START Provided data

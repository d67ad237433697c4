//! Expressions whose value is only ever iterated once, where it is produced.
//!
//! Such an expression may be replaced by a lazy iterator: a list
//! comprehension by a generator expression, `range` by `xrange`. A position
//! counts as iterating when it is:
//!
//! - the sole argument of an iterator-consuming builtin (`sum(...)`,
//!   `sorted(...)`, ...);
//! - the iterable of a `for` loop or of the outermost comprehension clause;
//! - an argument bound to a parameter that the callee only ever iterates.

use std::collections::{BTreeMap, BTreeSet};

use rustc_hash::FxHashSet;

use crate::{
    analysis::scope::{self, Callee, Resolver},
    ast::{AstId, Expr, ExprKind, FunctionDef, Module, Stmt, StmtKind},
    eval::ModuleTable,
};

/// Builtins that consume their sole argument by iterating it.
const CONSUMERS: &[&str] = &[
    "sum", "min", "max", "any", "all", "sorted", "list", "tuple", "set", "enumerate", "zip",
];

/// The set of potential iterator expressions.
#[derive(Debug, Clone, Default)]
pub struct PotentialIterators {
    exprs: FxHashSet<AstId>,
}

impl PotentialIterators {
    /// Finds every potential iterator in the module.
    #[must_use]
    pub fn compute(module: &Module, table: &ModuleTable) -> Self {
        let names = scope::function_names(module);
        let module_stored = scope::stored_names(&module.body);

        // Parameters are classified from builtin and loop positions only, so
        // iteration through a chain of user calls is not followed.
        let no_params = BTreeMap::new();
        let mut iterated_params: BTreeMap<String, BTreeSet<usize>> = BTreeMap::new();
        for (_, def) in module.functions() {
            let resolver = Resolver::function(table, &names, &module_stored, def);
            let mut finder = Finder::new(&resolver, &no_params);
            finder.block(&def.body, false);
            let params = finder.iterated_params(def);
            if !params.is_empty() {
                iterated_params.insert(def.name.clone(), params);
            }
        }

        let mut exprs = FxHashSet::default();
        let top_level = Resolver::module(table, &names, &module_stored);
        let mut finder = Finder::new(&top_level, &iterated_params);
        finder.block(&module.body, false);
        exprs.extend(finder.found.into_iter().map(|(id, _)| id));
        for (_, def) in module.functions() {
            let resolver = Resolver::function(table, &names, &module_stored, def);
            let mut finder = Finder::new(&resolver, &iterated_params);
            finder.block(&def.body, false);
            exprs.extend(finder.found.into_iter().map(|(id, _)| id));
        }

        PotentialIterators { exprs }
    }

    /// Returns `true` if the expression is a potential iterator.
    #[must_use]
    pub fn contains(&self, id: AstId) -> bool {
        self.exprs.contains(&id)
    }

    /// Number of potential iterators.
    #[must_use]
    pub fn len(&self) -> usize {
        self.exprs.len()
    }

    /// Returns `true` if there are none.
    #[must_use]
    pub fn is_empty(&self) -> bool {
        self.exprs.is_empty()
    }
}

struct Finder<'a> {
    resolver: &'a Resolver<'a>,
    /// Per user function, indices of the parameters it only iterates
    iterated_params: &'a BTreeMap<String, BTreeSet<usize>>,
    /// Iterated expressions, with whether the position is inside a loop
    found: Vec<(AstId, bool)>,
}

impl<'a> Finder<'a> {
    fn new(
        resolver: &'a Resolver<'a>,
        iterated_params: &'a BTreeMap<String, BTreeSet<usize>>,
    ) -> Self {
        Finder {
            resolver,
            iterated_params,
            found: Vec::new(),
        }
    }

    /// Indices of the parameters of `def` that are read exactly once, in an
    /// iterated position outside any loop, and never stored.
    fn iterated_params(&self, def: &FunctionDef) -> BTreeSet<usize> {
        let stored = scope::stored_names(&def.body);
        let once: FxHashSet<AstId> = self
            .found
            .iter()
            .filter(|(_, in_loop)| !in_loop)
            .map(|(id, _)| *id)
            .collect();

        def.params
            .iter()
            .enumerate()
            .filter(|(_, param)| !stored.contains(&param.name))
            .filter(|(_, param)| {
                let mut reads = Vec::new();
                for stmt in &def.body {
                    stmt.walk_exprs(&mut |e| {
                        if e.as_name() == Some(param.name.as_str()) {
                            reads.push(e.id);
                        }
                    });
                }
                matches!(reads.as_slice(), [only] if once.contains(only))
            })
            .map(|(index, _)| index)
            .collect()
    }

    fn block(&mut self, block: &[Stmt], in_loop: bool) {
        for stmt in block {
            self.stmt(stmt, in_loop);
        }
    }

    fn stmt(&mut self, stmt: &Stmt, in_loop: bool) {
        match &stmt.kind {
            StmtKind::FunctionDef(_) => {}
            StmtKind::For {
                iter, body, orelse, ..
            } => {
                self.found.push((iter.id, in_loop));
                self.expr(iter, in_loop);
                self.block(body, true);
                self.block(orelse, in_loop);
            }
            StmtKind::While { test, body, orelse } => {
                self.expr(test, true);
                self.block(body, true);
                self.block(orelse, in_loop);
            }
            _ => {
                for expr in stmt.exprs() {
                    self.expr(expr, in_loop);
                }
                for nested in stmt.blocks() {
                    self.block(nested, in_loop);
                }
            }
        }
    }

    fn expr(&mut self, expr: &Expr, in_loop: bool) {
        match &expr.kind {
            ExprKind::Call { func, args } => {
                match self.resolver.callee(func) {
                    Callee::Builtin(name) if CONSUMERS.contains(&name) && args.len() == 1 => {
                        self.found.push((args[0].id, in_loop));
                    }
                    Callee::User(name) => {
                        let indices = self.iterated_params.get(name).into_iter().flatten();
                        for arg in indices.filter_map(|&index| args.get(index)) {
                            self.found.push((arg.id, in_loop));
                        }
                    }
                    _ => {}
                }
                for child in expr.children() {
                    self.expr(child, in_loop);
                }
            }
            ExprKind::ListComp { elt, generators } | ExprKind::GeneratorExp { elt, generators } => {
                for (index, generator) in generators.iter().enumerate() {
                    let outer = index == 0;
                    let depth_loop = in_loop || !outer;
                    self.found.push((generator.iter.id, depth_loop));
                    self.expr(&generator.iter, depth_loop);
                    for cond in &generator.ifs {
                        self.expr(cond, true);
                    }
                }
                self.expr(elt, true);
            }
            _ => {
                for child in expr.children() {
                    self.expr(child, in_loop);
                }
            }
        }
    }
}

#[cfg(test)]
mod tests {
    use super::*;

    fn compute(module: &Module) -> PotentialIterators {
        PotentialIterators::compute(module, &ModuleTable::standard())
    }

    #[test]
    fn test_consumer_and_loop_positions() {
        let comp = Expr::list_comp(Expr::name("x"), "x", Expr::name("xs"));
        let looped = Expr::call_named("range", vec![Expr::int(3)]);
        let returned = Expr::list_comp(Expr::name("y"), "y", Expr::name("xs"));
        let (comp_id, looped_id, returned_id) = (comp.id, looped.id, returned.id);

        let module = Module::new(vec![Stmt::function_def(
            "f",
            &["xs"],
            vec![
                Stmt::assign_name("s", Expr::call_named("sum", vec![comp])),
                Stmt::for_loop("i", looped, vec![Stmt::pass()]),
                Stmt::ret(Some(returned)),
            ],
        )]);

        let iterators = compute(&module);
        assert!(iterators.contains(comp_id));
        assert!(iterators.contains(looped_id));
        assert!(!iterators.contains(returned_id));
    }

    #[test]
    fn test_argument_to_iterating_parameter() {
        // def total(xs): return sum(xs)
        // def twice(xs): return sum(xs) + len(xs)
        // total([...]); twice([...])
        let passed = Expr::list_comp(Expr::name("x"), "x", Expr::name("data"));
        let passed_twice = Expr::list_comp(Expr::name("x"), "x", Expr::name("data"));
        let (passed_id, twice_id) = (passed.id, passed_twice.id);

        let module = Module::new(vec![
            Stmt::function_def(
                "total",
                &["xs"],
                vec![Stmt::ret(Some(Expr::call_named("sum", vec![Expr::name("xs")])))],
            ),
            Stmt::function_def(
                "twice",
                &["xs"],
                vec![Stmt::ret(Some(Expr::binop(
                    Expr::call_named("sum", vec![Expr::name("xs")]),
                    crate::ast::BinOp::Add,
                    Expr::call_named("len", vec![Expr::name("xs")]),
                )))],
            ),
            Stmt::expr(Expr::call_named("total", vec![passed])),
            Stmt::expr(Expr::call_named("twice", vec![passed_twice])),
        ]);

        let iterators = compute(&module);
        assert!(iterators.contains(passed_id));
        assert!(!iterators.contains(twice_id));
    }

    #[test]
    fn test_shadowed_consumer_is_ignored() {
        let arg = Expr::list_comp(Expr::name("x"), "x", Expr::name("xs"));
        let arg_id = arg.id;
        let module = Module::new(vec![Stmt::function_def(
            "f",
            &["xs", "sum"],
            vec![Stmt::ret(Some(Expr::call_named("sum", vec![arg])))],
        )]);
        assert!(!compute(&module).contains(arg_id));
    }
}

END Provided data
START Provided data

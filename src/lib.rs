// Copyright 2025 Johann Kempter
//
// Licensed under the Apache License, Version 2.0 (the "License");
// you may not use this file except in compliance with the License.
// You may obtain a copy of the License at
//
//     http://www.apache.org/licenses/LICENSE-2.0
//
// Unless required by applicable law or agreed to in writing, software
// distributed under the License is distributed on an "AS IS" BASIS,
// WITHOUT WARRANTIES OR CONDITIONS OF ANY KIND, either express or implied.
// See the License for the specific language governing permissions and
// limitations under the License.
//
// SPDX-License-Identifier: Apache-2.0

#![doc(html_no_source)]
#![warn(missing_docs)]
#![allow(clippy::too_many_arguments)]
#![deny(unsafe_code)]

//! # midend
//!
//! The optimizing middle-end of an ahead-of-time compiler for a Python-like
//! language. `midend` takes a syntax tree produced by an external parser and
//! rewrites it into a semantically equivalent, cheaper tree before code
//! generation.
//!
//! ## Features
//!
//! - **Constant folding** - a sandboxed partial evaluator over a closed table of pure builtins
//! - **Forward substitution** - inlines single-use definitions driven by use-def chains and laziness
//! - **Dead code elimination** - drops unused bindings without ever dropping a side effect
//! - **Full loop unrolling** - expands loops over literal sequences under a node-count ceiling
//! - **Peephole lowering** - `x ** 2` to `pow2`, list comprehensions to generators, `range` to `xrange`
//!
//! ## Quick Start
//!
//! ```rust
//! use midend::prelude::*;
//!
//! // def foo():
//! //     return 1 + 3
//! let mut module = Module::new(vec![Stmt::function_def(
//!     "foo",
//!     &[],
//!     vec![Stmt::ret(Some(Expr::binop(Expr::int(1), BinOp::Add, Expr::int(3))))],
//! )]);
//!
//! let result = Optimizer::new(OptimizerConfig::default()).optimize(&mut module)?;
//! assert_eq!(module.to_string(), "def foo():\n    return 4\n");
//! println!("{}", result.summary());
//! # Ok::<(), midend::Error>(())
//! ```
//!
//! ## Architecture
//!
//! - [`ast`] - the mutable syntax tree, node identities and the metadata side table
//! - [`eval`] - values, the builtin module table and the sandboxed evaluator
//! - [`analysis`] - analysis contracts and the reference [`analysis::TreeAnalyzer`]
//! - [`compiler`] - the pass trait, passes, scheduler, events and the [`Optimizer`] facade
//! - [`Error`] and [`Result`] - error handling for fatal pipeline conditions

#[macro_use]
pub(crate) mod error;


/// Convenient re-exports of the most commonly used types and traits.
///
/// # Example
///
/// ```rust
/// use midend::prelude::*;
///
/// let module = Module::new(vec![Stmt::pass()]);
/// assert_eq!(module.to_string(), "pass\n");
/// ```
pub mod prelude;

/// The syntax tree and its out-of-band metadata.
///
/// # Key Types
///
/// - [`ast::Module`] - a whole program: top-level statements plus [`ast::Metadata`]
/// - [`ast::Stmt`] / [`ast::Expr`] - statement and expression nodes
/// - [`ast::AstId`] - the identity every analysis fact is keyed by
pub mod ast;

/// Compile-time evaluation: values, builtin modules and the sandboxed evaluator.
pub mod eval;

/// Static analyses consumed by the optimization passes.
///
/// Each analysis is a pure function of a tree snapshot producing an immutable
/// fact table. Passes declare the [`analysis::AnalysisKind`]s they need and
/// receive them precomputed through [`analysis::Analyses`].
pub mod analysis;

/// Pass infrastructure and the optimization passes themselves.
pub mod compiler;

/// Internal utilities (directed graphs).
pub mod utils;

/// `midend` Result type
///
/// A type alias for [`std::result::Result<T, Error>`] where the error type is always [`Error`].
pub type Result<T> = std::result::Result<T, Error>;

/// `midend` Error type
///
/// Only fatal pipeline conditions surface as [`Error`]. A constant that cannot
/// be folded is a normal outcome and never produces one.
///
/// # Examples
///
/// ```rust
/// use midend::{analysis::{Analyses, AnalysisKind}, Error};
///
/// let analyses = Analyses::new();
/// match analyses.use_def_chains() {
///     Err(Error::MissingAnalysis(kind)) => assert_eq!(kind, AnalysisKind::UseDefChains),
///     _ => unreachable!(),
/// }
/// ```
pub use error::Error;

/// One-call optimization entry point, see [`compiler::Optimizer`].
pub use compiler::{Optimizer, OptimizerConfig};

END Provided data
START Provided data

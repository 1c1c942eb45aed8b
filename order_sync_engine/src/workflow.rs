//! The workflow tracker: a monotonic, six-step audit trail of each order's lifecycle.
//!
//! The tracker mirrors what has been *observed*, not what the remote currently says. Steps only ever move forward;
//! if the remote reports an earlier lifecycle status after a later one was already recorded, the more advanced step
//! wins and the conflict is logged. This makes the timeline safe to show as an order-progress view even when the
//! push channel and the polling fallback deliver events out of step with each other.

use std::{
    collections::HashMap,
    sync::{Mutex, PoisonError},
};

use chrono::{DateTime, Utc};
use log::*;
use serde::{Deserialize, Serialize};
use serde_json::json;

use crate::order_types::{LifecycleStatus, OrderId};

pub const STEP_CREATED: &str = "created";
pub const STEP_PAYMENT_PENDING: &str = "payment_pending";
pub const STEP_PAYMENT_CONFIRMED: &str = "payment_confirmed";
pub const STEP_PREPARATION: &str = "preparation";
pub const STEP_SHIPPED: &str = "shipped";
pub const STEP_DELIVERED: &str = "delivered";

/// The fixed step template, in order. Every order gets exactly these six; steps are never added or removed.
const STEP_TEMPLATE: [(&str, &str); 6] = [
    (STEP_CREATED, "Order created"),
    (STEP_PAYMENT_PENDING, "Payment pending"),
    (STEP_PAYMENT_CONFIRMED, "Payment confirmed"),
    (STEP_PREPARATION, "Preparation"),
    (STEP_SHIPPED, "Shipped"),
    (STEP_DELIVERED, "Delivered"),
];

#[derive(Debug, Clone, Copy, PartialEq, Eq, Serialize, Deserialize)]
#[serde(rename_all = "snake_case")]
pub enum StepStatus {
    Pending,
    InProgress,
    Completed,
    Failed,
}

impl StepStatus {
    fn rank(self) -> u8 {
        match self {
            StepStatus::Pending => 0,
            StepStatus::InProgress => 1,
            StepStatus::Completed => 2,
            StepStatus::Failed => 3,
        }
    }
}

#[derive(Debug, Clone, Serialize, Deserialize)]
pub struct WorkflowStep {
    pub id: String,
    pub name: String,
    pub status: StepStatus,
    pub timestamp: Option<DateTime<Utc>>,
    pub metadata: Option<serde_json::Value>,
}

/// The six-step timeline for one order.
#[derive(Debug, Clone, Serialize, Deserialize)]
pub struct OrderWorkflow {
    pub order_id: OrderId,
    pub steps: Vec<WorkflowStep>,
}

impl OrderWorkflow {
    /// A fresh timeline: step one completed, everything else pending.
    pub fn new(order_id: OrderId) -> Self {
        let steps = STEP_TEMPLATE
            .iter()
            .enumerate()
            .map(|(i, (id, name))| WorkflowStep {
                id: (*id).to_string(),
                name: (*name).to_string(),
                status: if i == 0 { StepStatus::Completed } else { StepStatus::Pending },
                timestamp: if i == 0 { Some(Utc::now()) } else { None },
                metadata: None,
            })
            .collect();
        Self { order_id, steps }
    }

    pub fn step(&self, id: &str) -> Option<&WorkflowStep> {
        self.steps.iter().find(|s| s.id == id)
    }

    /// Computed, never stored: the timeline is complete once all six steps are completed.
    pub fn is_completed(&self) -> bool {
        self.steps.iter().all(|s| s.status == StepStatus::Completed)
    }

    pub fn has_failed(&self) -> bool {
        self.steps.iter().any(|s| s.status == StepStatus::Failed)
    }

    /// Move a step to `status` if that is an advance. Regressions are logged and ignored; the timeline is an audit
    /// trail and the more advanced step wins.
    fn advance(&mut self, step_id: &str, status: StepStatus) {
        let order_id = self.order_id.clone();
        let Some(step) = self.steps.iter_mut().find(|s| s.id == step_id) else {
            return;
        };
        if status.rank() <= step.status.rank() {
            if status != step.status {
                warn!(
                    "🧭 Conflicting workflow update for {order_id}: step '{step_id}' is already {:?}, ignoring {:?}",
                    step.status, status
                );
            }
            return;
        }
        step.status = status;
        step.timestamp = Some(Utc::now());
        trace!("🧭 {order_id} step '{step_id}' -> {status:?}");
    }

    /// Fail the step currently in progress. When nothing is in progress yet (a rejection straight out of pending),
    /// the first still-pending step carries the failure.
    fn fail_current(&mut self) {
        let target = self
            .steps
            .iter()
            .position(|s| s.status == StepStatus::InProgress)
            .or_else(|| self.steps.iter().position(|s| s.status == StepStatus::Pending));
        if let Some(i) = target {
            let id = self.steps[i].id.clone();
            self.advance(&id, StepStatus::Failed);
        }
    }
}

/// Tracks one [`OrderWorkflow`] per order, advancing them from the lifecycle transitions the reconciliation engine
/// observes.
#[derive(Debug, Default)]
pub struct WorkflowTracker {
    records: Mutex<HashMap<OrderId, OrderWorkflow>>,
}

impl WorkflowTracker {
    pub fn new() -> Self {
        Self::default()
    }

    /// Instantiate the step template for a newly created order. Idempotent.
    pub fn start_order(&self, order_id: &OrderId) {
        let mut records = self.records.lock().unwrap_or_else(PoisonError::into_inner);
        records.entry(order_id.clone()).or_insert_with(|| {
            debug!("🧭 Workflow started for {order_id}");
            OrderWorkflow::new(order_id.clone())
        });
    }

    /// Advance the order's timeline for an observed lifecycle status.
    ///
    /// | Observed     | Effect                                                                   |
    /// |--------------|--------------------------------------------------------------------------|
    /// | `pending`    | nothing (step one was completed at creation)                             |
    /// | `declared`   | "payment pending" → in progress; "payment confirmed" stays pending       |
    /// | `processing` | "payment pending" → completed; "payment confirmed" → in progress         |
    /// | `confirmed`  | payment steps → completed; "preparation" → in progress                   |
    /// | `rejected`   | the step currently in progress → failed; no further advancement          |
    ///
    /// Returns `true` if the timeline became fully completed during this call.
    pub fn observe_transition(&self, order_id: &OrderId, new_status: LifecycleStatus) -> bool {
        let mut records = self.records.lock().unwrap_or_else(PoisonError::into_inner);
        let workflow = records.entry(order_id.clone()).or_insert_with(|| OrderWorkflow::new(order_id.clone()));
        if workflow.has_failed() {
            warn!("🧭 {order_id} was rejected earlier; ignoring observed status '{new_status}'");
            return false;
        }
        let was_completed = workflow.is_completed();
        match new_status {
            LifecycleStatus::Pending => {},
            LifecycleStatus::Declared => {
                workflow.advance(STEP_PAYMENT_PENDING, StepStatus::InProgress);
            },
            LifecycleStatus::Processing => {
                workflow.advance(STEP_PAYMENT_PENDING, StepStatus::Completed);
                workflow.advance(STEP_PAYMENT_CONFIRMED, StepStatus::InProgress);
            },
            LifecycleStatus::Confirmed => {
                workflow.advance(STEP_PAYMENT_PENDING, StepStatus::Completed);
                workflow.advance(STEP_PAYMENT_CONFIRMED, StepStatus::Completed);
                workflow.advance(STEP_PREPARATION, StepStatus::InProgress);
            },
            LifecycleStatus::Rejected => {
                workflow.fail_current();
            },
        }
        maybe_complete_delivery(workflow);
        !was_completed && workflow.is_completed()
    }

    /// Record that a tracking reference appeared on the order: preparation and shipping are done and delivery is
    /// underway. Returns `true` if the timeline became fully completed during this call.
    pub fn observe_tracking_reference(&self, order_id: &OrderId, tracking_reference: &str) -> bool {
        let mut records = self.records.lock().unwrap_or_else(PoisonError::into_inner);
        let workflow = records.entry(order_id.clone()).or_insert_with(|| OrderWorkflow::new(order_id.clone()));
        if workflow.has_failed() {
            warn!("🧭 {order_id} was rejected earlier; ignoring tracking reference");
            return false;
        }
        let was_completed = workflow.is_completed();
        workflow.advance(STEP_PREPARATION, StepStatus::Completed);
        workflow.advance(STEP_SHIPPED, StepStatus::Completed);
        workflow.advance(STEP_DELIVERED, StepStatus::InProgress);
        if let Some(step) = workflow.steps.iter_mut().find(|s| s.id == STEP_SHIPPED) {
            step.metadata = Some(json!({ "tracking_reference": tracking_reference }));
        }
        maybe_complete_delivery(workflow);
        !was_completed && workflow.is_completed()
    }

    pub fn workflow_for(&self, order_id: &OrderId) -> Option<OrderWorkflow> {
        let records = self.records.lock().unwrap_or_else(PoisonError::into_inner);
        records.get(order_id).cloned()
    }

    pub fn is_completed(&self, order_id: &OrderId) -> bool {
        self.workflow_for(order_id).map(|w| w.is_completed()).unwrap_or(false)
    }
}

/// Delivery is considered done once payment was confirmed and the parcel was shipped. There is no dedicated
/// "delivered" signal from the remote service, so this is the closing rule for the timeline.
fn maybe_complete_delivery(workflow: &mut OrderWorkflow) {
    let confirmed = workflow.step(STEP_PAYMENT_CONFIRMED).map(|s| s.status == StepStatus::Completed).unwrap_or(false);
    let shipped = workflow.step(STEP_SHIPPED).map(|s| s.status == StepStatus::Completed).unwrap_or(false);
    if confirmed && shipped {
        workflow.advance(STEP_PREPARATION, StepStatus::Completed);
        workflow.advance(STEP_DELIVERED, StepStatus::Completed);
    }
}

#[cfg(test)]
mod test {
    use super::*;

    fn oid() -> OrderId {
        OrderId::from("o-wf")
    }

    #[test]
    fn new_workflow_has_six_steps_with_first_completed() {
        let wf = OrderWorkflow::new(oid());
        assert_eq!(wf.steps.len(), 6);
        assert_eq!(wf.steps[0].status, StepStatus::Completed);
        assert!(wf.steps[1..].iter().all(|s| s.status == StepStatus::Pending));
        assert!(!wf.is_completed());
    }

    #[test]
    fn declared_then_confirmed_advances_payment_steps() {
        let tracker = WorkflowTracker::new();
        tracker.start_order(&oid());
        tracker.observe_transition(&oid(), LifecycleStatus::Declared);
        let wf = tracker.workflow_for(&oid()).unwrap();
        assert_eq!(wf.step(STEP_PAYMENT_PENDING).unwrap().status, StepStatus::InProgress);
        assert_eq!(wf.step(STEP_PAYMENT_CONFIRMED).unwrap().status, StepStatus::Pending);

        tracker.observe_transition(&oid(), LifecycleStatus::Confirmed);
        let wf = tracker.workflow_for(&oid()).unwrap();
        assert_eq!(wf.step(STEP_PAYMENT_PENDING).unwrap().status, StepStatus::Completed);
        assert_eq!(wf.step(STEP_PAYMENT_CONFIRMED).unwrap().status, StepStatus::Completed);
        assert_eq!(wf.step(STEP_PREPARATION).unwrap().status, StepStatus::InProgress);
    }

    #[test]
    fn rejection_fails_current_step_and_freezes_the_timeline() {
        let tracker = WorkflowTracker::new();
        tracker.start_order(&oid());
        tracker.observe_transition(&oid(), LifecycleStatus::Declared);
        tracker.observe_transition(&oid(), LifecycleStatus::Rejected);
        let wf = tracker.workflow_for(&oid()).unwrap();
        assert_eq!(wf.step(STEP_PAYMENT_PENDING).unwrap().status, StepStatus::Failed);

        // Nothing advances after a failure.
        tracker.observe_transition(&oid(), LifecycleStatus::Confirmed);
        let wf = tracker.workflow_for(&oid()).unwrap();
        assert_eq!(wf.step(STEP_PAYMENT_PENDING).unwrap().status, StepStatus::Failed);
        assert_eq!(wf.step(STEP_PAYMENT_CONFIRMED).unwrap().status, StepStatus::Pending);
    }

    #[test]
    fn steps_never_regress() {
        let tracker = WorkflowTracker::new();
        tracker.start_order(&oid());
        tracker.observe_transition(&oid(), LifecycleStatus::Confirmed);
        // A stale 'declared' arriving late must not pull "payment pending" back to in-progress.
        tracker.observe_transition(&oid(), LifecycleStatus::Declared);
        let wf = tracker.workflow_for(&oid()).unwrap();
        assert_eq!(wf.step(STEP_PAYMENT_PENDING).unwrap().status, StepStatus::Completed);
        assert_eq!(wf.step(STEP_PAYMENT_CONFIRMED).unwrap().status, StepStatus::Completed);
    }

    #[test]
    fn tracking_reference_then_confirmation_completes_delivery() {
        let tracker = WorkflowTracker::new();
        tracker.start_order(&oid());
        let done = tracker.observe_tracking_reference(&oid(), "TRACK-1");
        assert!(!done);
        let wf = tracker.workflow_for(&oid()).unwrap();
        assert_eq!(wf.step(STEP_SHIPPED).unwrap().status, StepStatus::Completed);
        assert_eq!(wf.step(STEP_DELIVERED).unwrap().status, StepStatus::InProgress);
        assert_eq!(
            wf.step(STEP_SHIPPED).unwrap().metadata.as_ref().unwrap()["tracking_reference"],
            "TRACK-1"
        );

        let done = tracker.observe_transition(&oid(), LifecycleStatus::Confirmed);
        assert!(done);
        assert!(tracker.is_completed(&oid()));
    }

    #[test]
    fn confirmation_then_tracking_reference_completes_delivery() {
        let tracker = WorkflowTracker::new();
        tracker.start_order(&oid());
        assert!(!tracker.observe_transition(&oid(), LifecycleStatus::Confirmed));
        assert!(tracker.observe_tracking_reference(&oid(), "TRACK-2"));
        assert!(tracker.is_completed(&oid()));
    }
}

END Provided data

What the task requires
Transcribe each line of the data above, unaltered, from the one where "repository d67ad237433697c4" appears to the one where "positions only, so" appears, inclusive of both.

Exercise response
repository d67ad237433697c4
//! Expressions whose value is only ever iterated once, where it is produced.
//!
//! Such an expression may be replaced by a lazy iterator: a list
//! comprehension by a generator expression, `range` by `xrange`. A position
//! counts as iterating when it is:
//!
//! - the sole argument of an iterator-consuming builtin (`sum(...)`,
//!   `sorted(...)`, ...);
//! - the iterable of a `for` loop or of the outermost comprehension clause;
//! - an argument bound to a parameter that the callee only ever iterates.

use std::collections::{BTreeMap, BTreeSet};

use rustc_hash::FxHashSet;

use crate::{
    analysis::scope::{self, Callee, Resolver},
    ast::{AstId, Expr, ExprKind, FunctionDef, Module, Stmt, StmtKind},
    eval::ModuleTable,
};

/// Builtins that consume their sole argument by iterating it.
const CONSUMERS: &[&str] = &[
    "sum", "min", "max", "any", "all", "sorted", "list", "tuple", "set", "enumerate", "zip",
];

/// The set of potential iterator expressions.
#[derive(Debug, Clone, Default)]
pub struct PotentialIterators {
    exprs: FxHashSet<AstId>,
}

impl PotentialIterators {
    /// Finds every potential iterator in the module.
    #[must_use]
    pub fn compute(module: &Module, table: &ModuleTable) -> Self {
        let names = scope::function_names(module);
        let module_stored = scope::stored_names(&module.body);

        // Parameters are classified from builtin and loop positions only, so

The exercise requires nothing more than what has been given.